Where the material below has a line containing "hold-to-repeat policy behind", start repeating exactly, and keep going through the line containing "pub use terminal::TerminalKeypad;", with no other lines.

+++

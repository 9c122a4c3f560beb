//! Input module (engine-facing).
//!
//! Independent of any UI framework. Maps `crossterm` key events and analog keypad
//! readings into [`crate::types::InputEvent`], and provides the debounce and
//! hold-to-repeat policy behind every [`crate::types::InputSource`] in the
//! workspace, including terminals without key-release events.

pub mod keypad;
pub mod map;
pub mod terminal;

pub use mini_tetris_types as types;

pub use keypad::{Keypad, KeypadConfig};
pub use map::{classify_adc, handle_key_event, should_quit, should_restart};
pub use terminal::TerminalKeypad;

+++

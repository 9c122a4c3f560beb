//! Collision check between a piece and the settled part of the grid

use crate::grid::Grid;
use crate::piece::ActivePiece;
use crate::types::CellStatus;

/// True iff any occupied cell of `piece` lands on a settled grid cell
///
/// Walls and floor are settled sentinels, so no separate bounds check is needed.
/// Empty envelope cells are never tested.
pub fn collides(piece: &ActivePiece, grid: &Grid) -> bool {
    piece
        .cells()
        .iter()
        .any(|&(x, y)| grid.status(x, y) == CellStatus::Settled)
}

+++

- **Response to this task**
//! hold-to-repeat policy behind every [`crate::types::InputSource`] in the
//! workspace, including terminals without key-release events.

pub mod keypad;
pub mod map;
pub mod terminal;

pub use mini_tetris_types as types;

pub use keypad::{Keypad, KeypadConfig};
pub use map::{classify_adc, handle_key_event, should_quit, should_restart};
pub use terminal::TerminalKeypad;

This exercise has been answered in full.